*Directions*
Starting at the first line of the data below, repeat each line word for word up to and including the line with "every tube option".
^^^^^^^^^^^^^^^^
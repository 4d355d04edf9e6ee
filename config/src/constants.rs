//! # Configuration Constants
//!
//! Centralized constants for the tube wireframe pipeline. Option defaults,
//! orientation tolerances and output buffer limits are defined here.
//!
//! ## Categories
//!
//! - **Precision**: Floating-point comparison tolerances
//! - **Tube Defaults**: Default values for every tube option
//! - **Limits**: Index width crossover and safety bounds

// =============================================================================
// PRECISION CONSTANTS
// =============================================================================

/// Epsilon for floating-point comparisons.
///
/// # Example
///
/// ```rust
/// use config::constants::EPSILON;
///
/// fn approximately_equal(a: f64, b: f64) -> bool {
///     (a - b).abs() < EPSILON
/// }
///
/// assert!(approximately_equal(1.0, 1.0 + 1e-11));
/// ```
pub const EPSILON: f64 = 1e-10;

/// Tolerance used when deciding whether a normalized edge direction is
/// parallel to the canonical up axis.
///
/// A direction whose Y component is within this distance of `+1` keeps the
/// identity rotation; within this distance of `-1` it gets a half turn about X.
///
/// # Example
///
/// ```rust
/// use config::constants::DIRECTION_EPSILON;
///
/// let dir_y = 0.999_995_f64;
/// assert!(dir_y > 1.0 - DIRECTION_EPSILON);
/// ```
pub const DIRECTION_EPSILON: f64 = 1e-5;

/// Minimum edge length accepted by the tube builder.
///
/// Edges shorter than this have no usable direction and are rejected as
/// degenerate instead of producing NaN normals.
///
/// # Example
///
/// ```rust
/// use config::constants::DEGENERATE_EDGE_EPSILON;
///
/// let length = 0.0_f64;
/// assert!(length <= DEGENERATE_EDGE_EPSILON);
/// ```
pub const DEGENERATE_EDGE_EPSILON: f64 = 1e-12;

// =============================================================================
// TUBE DEFAULTS
// =============================================================================

/// Default wireframe pattern tag.
///
/// # Example
///
/// ```rust
/// use config::constants::DEFAULT_MODE_TAG;
///
/// let user_mode: Option<&str> = None;
/// assert_eq!(user_mode.unwrap_or(DEFAULT_MODE_TAG), "triangle");
/// ```
pub const DEFAULT_MODE_TAG: &str = "triangle";

/// Default tube radius.
///
/// # Example
///
/// ```rust
/// use config::constants::DEFAULT_THICKNESS;
///
/// assert!(DEFAULT_THICKNESS > 0.0);
/// ```
pub const DEFAULT_THICKNESS: f64 = 1.0;

/// Default number of subdivisions around each tube.
///
/// # Example
///
/// ```rust
/// use config::constants::{DEFAULT_RADIUS_SEGMENTS, MIN_RADIUS_SEGMENTS};
///
/// assert!(DEFAULT_RADIUS_SEGMENTS >= MIN_RADIUS_SEGMENTS);
/// ```
pub const DEFAULT_RADIUS_SEGMENTS: u32 = 4;

/// Default number of subdivisions along each tube.
pub const DEFAULT_LENGTH_SEGMENTS: u32 = 1;

/// Whether tubes omit their end caps by default.
pub const DEFAULT_OPEN_ENDED: bool = false;

/// Smallest radial subdivision count that still encloses a volume.
pub const MIN_RADIUS_SEGMENTS: u32 = 3;

/// Smallest length subdivision count.
pub const MIN_LENGTH_SEGMENTS: u32 = 1;

// =============================================================================
// LIMIT CONSTANTS
// =============================================================================

/// Vertex count at which merged output switches to 32-bit indices.
///
/// Meshes with fewer vertices than this use `u16` indices.
///
/// # Example
///
/// ```rust
/// use config::constants::NARROW_INDEX_LIMIT;
///
/// let wide = |vertex_count: usize| vertex_count >= NARROW_INDEX_LIMIT;
/// assert!(!wide(65_535));
/// assert!(wide(65_536));
/// ```
pub const NARROW_INDEX_LIMIT: usize = 65_536;

/// Maximum number of vertices in a single output mesh.
///
/// Safety limit to prevent memory exhaustion from extremely dense wireframes.
///
/// # Example
///
/// ```rust
/// use config::constants::MAX_VERTICES;
///
/// let vertex_count = 1000;
/// assert!(vertex_count < MAX_VERTICES);
/// ```
pub const MAX_VERTICES: usize = 10_000_000;

// =============================================================================
// HELPER FUNCTIONS
// =============================================================================

/// Number of vertices in one generated tube.
///
/// The torso grid duplicates its seam column; each cap has one centre vertex
/// per segment plus a closed ring. Saturates at `usize::MAX` instead of
/// wrapping, so oversized requests still exceed [`MAX_VERTICES`].
///
/// # Example
///
/// ```rust
/// use config::constants::tube_vertex_count;
///
/// assert_eq!(tube_vertex_count(4, 1, false), 28);
/// assert_eq!(tube_vertex_count(4, 1, true), 10);
/// assert_eq!(tube_vertex_count(u32::MAX, u32::MAX, false), usize::MAX);
/// ```
#[inline]
pub fn tube_vertex_count(radius_segments: u32, length_segments: u32, open_ended: bool) -> usize {
    let radial = radius_segments as usize;
    let torso = (length_segments as usize)
        .saturating_add(1)
        .saturating_mul(radial.saturating_add(1));
    if open_ended {
        torso
    } else {
        let cap = radial.saturating_mul(2).saturating_add(1);
        torso.saturating_add(cap.saturating_mul(2))
    }
}

/// Number of triangles in one generated tube.
///
/// # Example
///
/// ```rust
/// use config::constants::tube_triangle_count;
///
/// assert_eq!(tube_triangle_count(4, 1, false), 16);
/// ```
#[inline]
pub fn tube_triangle_count(radius_segments: u32, length_segments: u32, open_ended: bool) -> usize {
    let radial = radius_segments as usize;
    let torso = radial
        .saturating_mul(2)
        .saturating_mul(length_segments as usize);
    if open_ended {
        torso
    } else {
        torso.saturating_add(radial.saturating_mul(2))
    }
}

/// Checks if a f64 value is approximately zero within EPSILON.
///
/// # Example
///
/// ```rust
/// use config::constants::approx_zero;
///
/// assert!(approx_zero(1e-11));
/// assert!(!approx_zero(0.1));
/// ```
#[inline]
pub fn approx_zero(value: f64) -> bool {
    value.abs() < EPSILON
}
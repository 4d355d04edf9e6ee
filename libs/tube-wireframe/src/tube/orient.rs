//! Minimal rotation from the canonical up axis onto an edge direction.

use config::constants::DIRECTION_EPSILON;
use glam::{DQuat, DVec3};

/// Returns the rotation that carries `+Y` onto `direction`.
///
/// `direction` must be normalized. Directions within [`DIRECTION_EPSILON`]
/// of `+Y` get the identity and those within it of `-Y` get a half turn about
/// X. Otherwise the axis is `Y x direction = (z, 0, -x)` and the angle is
/// `acos(direction.y)`.
///
/// # Example
///
/// ```rust
/// use tube_wireframe::quat_from_direction;
/// use glam::{DQuat, DVec3};
///
/// assert_eq!(quat_from_direction(DVec3::Y), DQuat::IDENTITY);
/// let q = quat_from_direction(DVec3::X);
/// assert!((q * DVec3::Y).abs_diff_eq(DVec3::X, 1e-12));
/// ```
pub fn quat_from_direction(direction: DVec3) -> DQuat {
    if direction.y > 1.0 - DIRECTION_EPSILON {
        DQuat::IDENTITY
    } else if direction.y < -(1.0 - DIRECTION_EPSILON) {
        DQuat::from_xyzw(1.0, 0.0, 0.0, 0.0)
    } else {
        let axis = DVec3::new(direction.z, 0.0, -direction.x).normalize();
        DQuat::from_axis_angle(axis, direction.y.clamp(-1.0, 1.0).acos())
    }
}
^^^^^^^^^^^^^^^^
*Output*
repository 4d355d04edf9e6ee
filename config/src/constants.rs
//! # Configuration Constants
//!
//! Centralized constants for the tube wireframe pipeline. Option defaults,
//! orientation tolerances and output buffer limits are defined here.
//!
//! ## Categories
//!
//! - **Precision**: Floating-point comparison tolerances
//! - **Tube Defaults**: Default values for every tube option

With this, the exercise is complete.